DETAILED DESCRIPTION OF PREFERRED EMBODIMENTS
[0014] The following definitions and explanations provide
background information pertaining to the technical field of the
present invention, and are intended to facilitate the understanding
of the present invention without limiting its scope:
[0015] Internet: A collection of interconnected public and private
computer networks that are linked together with routers by a set of
standard protocols to form a global, distributed network.
[0016] Plug-in: An auxiliary or accessory program that works with a
main application to enhance the capability of the main
application.
[0017] World Wide Web (WWW, also Web): An Internet client--server
hypertext distributed information retrieval system.
[0018] FIG. 1 portrays an exemplary overall environment in which a
system, a computer program product, and an associated method (a
plug-in generating system or the "system 10") for automatically
generating a searchable plug-in from text files according to the
present invention may be used. System 10 comprises a software
programming code or a computer program product that is typically
embedded within, or installed on a computer 15. Alternatively,
system 10 can be saved on a suitable storage medium such as a
diskette, a CD, a hard drive, or like devices.
[0019] A modular plug-in processing system platform 20 operating on
computer 15 comprises system 10. The modular plug-in processing
system platform 20 further comprises a help system 25 and one or
more searchable plug-ins 30. While described for illustration
purposes only in terms of the help system 25, it should be clear
that the invention is applicable as well to, for example, any
system using a plug-in.
[0020] System 10 dynamically and automatically converts text files
such as local text files 35, text files 1, 40, text files 2, 45,
through text files N, 50 (collectively referenced as text files 55)

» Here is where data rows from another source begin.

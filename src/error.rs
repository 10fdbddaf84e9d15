//! Error taxonomy for the pipeline.
//!
//! Each stage owns one enum. Single-item operations return the first error
//! they hit; batch operations collect per-item errors into a report instead.

use std::io;
use std::path::PathBuf;

use thiserror::Error;

/// Failure talking to a remote HTTP service (generation API or content source).
#[derive(Debug, Clone, Error, PartialEq, Eq)]
pub enum TransportError {
  #[error("service unreachable: {0}")]
  Unreachable(String),

  #[error("authentication rejected: {0}")]
  Unauthorized(String),

  #[error("rate limited: {0}")]
  RateLimited(String),

  #[error("HTTP {status}: {message}")]
  Http { status: u16, message: String },

  #[error("invalid response: {0}")]
  InvalidResponse(String),

  #[error("batch returned {got} responses for {expected} prompts")]
  BatchMismatch { expected: usize, got: usize },
}

impl TransportError {
  /// Classify a non-success HTTP status with its (already extracted) message.
  pub fn from_status(status: u16, message: String) -> Self {
    match status {
      401 | 403 => TransportError::Unauthorized(message),
      429 => TransportError::RateLimited(message),
      _ => TransportError::Http { status, message },
    }
  }
}

impl From<reqwest::Error> for TransportError {
  fn from(err: reqwest::Error) -> Self {
    if err.is_decode() {
      TransportError::InvalidResponse(err.to_string())
    } else if let Some(status) = err.status() {
      TransportError::from_status(status.as_u16(), err.to_string())
    } else {
      TransportError::Unreachable(err.to_string())
    }
  }
}

/// Structural rejection of a model response. Always fatal to that one item.
#[derive(Debug, Clone, Error, PartialEq, Eq)]
pub enum ParseError {
  #[error("missing section: {0}")]
  MissingSection(String),

  #[error("malformed metadata: {0}")]
  MalformedMetadata(String),

  #[error("malformed questions: {0}")]
  MalformedQuestions(String),

  #[error("malformed batch spec: {0}")]
  MalformedBatchSpec(String),
}

/// Rejection of a batch spec or content set before anything is written.
#[derive(Debug, Clone, Error, PartialEq, Eq)]
pub enum ValidationError {
  #[error("request title {0:?} has no usable characters for an id")]
  EmptyTitle(String),

  #[error("duplicate request id {0:?} in batch")]
  DuplicateRequest(String),

  #[error("duplicate lesson id {0:?}")]
  DuplicateLesson(String),

  #[error("module id {0:?} appears more than once in the module tree")]
  DuplicateModule(String),

  #[error("module {module:?} references unknown lesson {lesson:?}")]
  DanglingLesson { module: String, lesson: String },

  #[error("lesson {lesson:?} is invalid: {reason}")]
  InvalidLesson { lesson: String, reason: String },
}

/// Which step of `generate_one` failed.
#[derive(Debug, Clone, Copy, PartialEq, Eq)]
pub enum Stage {
  Transport,
  Parse,
  Filesystem,
  Task,
}

impl std::fmt::Display for Stage {
  fn fmt(&self, f: &mut std::fmt::Formatter<'_>) -> std::fmt::Result {
    let s = match self {
      Stage::Transport => "transport",
      Stage::Parse => "parse",
      Stage::Filesystem => "filesystem",
      Stage::Task => "task",
    };
    f.write_str(s)
  }
}

#[derive(Debug, Error)]
pub enum GenerationError {
  #[error(transparent)]
  Transport(#[from] TransportError),

  #[error(transparent)]
  Parse(#[from] ParseError),

  #[error("filesystem error at {}: {source}", path.display())]
  Filesystem {
    path: PathBuf,
    #[source]
    source: io::Error,
  },

  #[error("generation task aborted: {0}")]
  Task(String),
}

impl GenerationError {
  pub fn fs(path: impl Into<PathBuf>, source: io::Error) -> Self {
    GenerationError::Filesystem { path: path.into(), source }
  }

  pub fn stage(&self) -> Stage {
    match self {
      GenerationError::Transport(_) => Stage::Transport,
      GenerationError::Parse(_) => Stage::Parse,
      GenerationError::Filesystem { .. } => Stage::Filesystem,
      GenerationError::Task(_) => Stage::Task,
    }
  }
}

/// Reading or writing the content store's files of record.
#[derive(Debug, Error)]
pub enum StoreError {
  #[error("I/O error at {}: {source}", path.display())]
  Io {
    path: PathBuf,
    #[source]
    source: io::Error,
  },

  #[error("invalid JSON in {}: {source}", path.display())]
  Json {
    path: PathBuf,
    #[source]
    source: serde_json::Error,
  },

  #[error(transparent)]
  Invalid(#[from] ValidationError),
}

impl StoreError {
  pub fn io(path: impl Into<PathBuf>, source: io::Error) -> Self {
    StoreError::Io { path: path.into(), source }
  }

  pub fn json(path: impl Into<PathBuf>, source: serde_json::Error) -> Self {
    StoreError::Json { path: path.into(), source }
  }
}

/// A failed repository sync. The visible cache is unchanged whenever one of
/// these is returned.
#[derive(Debug, Error)]
pub enum SyncError {
  #[error("remote metadata fetch failed: {0}")]
  MetadataFetchFailed(#[source] TransportError),

  #[error("remote content fetch failed: {0}")]
  ContentFetchFailed(#[source] TransportError),

  #[error("remote content rejected: {0}")]
  InvalidSnapshot(#[from] ValidationError),

  #[error("persisting synced content failed: {0}")]
  Persist(#[source] StoreError),
}

#[derive(Debug, Error)]
pub enum ConfigError {
  #[error("failed to read config {}: {source}", path.display())]
  Read {
    path: PathBuf,
    #[source]
    source: io::Error,
  },

  #[error("failed to parse config {}: {source}", path.display())]
  Parse {
    path: PathBuf,
    #[source]
    source: toml::de::Error,
  },

  #[error("invalid configuration: {0}")]
  Invalid(String),

  #[error("no API key configured (set OPENAI_API_KEY or client.api_key)")]
  MissingApiKey,

  #[error("failed to build HTTP client: {0}")]
  HttpClient(String),
}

into a plug-in such as the searchable plug-in 30. Developers are
represented by a variety of computers such as computers 60, 65, 70
(collectively referenced as developers 75). In general, developers
75 generate text files 55.
[0021] System 10 accesses text files 1, 40, text files 2, 45,
through text files N, 50, via a network 80 such as the Internet.
System 10 may access text files 55 either manually, or
automatically through the use of an application. While the system
10 is described in connection with the Internet, the system 10 can
be used with a stand-alone directory of text files that may have
been derived from the WWW or other sources.
[0022] FIG. 2 illustrates a high-level hierarchy of system 10.
System 10 comprises a text file search module 205, an HTML
conversion module 210, a compression module 215, and an XML file
generator 220. Input to system 10 is one or more text files 55.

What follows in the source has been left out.